Problem to solve>
Wherever the word "column" appears in a line of the data, that line should be copied.

Source material>
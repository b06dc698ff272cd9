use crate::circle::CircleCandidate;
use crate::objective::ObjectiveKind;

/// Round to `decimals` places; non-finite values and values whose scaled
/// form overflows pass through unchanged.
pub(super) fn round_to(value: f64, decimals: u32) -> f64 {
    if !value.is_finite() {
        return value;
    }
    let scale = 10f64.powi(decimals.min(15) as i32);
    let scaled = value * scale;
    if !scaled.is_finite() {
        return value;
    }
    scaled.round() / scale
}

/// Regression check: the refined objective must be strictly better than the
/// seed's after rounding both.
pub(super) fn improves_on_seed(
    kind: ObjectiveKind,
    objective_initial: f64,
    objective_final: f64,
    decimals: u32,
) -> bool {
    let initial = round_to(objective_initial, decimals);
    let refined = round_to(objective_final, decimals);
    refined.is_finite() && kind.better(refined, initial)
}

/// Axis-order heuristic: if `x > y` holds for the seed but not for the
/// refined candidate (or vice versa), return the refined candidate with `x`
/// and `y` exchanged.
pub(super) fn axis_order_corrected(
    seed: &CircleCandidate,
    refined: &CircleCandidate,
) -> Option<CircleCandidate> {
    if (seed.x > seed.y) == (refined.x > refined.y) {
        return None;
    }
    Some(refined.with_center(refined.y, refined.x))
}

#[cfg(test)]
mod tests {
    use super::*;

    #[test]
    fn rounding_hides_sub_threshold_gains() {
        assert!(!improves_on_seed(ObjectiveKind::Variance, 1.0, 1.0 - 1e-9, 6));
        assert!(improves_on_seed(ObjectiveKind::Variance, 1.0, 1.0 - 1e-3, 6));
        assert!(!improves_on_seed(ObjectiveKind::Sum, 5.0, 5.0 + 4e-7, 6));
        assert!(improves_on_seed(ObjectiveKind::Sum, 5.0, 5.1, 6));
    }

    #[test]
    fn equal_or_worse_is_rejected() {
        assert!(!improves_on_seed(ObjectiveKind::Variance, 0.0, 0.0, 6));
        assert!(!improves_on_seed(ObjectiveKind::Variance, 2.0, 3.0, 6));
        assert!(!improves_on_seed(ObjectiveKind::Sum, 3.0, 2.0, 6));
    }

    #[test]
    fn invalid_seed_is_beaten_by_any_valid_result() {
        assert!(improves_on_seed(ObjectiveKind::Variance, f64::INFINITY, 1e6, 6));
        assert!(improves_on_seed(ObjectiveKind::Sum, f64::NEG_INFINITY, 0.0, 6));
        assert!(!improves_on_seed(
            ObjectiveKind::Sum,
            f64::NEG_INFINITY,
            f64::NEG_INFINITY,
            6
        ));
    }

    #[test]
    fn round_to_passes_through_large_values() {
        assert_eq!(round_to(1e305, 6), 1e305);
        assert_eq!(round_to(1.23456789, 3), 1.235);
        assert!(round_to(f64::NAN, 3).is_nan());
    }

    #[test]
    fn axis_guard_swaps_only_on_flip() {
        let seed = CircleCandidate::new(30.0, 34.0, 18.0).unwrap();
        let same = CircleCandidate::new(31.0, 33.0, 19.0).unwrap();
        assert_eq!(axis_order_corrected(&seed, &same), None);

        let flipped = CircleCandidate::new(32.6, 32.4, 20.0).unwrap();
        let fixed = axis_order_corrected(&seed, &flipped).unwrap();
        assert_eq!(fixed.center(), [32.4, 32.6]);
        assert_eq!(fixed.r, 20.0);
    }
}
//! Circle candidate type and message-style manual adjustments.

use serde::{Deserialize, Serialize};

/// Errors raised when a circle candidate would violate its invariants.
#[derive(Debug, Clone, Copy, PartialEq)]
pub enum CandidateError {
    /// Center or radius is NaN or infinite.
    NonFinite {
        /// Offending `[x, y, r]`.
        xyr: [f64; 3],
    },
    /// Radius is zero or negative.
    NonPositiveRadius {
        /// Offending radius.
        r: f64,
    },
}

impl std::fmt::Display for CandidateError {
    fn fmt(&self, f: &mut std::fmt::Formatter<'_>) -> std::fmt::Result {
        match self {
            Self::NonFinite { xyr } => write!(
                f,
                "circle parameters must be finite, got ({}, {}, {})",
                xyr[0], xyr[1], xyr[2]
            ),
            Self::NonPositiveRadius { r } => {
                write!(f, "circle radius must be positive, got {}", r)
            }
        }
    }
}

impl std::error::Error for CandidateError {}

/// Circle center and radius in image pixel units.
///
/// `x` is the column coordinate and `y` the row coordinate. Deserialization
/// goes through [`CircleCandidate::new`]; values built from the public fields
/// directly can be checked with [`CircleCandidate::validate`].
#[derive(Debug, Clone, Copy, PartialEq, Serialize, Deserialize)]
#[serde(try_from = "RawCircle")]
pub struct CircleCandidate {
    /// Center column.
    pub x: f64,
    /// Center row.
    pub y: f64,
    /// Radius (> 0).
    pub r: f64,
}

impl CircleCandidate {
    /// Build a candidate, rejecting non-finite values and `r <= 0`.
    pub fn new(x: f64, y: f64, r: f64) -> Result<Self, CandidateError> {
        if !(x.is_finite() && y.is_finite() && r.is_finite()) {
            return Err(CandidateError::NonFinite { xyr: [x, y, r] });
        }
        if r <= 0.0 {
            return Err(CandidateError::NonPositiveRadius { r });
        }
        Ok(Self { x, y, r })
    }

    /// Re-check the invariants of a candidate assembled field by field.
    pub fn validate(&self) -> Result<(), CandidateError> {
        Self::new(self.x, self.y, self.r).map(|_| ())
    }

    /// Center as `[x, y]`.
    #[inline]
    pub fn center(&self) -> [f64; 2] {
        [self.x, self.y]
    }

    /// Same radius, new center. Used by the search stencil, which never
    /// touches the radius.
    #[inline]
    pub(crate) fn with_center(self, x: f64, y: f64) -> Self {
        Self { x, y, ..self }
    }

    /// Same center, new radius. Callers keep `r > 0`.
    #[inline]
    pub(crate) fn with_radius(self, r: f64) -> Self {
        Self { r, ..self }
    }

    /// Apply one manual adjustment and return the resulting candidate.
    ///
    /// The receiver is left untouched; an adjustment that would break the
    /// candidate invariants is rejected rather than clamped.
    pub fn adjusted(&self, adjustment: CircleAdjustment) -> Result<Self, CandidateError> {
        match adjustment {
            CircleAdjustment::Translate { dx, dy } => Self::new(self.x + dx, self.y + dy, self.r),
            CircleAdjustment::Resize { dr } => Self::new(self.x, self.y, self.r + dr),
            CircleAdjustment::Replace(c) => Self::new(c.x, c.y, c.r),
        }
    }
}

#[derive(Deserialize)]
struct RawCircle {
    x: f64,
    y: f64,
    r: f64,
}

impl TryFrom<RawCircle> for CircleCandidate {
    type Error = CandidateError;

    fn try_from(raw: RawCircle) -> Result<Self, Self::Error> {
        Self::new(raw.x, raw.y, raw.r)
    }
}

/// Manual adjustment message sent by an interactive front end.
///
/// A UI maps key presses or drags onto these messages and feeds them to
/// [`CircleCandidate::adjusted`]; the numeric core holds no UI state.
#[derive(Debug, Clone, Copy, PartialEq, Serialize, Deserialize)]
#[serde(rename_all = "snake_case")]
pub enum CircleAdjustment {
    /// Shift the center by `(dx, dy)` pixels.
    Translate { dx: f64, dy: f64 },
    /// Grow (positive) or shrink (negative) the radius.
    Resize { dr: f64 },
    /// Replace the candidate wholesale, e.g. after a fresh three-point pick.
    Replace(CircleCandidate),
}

Expected output>
/// `x` is the column coordinate and `y` the row coordinate. Deserialization
    /// Center column.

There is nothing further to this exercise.